Every line in the data below that includes "closure" belongs in the answer, copied as it stands.
##### Material for this exercise
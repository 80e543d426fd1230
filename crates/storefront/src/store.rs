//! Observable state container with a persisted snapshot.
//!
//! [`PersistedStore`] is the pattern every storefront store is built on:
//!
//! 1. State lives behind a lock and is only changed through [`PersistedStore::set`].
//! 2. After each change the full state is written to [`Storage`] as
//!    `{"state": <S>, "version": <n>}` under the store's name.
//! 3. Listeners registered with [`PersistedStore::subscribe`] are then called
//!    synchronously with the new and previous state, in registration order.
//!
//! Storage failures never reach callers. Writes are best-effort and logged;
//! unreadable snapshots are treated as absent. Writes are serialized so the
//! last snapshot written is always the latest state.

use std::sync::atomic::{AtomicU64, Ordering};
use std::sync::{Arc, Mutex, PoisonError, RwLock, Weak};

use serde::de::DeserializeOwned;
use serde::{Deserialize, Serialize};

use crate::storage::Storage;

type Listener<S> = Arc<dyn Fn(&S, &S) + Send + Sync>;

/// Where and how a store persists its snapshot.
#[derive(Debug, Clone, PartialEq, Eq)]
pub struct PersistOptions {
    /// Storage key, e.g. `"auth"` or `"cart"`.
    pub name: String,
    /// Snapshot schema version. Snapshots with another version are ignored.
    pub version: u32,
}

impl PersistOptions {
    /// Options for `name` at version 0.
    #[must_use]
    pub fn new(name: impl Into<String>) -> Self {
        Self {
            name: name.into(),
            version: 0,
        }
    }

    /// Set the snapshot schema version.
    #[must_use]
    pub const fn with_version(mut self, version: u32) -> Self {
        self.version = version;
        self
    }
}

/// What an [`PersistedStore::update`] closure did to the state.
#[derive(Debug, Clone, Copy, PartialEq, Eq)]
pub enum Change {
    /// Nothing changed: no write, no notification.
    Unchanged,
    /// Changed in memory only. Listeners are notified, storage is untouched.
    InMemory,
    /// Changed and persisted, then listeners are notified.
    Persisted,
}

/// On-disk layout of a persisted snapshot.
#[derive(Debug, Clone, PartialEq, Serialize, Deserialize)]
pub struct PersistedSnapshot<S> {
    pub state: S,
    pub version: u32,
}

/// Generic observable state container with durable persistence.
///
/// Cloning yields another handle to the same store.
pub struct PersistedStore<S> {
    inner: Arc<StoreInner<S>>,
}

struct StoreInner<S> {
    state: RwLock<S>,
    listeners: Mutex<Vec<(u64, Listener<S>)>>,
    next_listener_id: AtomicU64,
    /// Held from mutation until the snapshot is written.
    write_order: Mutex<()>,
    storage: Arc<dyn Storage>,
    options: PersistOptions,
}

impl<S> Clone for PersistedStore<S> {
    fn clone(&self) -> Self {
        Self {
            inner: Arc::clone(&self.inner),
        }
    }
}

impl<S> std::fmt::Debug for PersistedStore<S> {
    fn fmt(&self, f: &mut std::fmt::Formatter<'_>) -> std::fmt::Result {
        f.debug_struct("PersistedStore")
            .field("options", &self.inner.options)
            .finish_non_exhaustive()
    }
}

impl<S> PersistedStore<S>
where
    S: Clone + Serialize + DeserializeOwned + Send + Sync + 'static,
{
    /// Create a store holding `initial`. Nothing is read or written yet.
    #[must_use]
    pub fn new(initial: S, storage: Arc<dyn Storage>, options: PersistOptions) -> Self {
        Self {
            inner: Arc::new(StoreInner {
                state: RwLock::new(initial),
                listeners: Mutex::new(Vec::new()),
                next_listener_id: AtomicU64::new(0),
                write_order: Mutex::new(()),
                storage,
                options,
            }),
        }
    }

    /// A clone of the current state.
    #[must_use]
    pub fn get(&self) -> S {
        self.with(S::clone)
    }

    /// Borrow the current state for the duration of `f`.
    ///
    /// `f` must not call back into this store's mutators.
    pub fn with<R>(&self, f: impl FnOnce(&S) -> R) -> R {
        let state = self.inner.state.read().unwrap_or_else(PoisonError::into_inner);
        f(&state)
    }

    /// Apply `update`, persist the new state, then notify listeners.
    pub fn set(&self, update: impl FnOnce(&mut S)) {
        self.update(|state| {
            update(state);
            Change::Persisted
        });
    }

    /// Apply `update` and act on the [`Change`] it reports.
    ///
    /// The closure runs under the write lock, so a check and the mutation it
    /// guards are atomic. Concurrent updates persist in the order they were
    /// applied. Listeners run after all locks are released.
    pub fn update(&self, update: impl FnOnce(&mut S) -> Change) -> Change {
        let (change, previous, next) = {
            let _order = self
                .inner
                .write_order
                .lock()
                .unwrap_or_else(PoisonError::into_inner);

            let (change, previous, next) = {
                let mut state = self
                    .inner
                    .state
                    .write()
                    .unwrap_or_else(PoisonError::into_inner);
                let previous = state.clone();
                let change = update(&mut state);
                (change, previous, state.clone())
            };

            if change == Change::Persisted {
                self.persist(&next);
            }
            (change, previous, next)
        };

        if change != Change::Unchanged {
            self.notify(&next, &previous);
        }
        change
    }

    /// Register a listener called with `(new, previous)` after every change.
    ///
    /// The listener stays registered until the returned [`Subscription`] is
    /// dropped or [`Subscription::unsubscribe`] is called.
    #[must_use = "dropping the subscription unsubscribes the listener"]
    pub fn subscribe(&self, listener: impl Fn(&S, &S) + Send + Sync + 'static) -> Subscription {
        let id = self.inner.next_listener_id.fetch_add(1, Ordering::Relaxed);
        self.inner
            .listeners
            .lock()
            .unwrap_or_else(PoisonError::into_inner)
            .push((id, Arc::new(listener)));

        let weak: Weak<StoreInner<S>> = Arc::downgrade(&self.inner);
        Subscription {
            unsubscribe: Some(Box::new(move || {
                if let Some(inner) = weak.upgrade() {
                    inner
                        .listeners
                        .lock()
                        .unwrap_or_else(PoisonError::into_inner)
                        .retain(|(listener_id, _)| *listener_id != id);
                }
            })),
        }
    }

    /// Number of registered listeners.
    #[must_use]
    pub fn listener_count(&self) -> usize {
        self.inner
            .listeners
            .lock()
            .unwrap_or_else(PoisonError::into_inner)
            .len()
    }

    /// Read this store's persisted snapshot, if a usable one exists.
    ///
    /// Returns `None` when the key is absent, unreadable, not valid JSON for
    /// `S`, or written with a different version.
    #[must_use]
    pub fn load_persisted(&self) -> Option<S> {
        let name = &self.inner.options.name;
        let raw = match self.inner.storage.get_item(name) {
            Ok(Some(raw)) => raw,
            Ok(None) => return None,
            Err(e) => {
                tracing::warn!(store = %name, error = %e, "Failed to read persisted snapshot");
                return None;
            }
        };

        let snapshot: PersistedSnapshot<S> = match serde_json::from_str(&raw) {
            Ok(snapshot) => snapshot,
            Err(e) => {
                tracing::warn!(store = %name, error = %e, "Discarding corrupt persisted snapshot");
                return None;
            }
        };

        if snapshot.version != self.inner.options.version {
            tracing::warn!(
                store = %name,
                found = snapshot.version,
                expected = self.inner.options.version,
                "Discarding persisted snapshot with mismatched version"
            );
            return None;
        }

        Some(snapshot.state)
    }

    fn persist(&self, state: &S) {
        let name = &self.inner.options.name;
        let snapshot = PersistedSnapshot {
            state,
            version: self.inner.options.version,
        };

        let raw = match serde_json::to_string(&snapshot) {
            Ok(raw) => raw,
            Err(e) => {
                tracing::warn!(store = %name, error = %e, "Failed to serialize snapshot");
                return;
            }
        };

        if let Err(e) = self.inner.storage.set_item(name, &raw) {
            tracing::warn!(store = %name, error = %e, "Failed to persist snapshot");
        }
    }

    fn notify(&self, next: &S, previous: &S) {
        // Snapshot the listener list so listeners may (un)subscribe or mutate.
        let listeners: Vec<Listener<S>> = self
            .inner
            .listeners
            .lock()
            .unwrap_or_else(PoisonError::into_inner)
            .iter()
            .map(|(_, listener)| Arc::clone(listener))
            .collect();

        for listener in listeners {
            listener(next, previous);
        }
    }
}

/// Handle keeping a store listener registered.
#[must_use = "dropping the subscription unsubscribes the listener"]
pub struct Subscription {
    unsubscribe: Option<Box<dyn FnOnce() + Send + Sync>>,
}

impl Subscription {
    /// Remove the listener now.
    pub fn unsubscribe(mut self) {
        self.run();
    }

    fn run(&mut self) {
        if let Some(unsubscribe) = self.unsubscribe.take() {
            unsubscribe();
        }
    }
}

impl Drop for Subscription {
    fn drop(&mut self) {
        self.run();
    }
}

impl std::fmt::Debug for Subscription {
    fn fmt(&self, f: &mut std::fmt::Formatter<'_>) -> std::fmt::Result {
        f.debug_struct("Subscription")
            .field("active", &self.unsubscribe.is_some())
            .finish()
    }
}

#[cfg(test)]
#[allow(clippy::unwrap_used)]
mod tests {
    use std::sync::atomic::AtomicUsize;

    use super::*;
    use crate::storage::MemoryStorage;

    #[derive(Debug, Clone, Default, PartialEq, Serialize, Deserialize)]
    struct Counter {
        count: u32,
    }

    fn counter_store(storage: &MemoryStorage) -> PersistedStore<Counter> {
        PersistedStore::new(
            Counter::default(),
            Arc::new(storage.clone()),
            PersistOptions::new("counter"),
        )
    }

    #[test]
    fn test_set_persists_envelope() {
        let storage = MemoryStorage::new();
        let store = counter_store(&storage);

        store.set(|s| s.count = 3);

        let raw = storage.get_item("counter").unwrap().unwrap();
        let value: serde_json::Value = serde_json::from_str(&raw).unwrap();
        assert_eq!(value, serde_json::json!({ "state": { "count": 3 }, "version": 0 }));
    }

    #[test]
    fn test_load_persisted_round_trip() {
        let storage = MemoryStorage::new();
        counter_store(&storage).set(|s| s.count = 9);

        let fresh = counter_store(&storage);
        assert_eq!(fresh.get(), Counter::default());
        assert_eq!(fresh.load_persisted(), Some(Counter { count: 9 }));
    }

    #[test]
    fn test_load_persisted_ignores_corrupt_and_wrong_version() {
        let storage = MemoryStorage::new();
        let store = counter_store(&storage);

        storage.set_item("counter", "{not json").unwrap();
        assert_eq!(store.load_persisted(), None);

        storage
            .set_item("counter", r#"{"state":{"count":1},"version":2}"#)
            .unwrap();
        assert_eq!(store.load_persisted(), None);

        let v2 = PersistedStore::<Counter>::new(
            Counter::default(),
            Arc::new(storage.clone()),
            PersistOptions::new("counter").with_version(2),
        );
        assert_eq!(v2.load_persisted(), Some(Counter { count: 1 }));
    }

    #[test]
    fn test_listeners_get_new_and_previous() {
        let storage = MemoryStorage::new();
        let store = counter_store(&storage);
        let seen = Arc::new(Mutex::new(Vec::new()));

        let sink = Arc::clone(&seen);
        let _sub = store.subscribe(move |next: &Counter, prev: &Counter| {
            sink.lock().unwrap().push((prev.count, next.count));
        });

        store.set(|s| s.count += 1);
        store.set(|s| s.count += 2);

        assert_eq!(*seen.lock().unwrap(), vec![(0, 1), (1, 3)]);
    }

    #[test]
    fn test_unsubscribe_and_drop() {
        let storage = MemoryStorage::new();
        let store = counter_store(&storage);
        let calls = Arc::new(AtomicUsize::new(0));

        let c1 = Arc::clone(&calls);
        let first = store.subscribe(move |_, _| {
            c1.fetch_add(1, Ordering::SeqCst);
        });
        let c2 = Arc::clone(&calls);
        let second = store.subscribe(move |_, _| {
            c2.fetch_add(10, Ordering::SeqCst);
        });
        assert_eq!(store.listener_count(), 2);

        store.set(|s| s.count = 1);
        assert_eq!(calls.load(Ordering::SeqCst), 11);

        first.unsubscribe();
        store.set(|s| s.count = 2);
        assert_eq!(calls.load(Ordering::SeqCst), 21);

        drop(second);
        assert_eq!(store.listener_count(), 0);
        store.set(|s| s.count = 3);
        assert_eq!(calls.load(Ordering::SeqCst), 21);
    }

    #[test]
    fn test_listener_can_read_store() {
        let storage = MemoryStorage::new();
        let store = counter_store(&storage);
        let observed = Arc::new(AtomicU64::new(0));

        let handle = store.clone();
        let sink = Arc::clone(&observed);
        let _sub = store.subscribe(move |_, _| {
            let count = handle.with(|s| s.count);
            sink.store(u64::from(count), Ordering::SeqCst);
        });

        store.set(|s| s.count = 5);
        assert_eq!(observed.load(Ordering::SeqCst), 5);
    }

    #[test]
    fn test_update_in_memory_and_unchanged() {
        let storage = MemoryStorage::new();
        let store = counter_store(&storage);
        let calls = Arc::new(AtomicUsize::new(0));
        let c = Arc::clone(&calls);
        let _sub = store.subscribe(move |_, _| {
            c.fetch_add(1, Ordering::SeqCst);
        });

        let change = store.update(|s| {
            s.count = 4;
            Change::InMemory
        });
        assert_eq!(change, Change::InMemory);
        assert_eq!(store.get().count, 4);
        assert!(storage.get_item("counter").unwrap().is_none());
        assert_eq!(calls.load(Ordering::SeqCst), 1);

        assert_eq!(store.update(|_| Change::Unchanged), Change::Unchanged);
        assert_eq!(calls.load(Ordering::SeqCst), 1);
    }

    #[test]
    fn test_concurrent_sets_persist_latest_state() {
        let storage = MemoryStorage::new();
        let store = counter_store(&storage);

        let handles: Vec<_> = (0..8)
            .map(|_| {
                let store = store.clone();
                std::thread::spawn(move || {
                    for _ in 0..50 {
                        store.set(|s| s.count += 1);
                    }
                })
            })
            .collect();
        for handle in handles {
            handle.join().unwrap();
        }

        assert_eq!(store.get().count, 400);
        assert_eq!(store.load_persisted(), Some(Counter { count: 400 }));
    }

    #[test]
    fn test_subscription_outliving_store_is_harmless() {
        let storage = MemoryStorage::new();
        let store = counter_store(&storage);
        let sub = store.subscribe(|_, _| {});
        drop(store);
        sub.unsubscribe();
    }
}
##########
→ **Answer box**:
/// What an [`PersistedStore::update`] closure did to the state.
    /// The closure runs under the write lock, so a check and the mutation it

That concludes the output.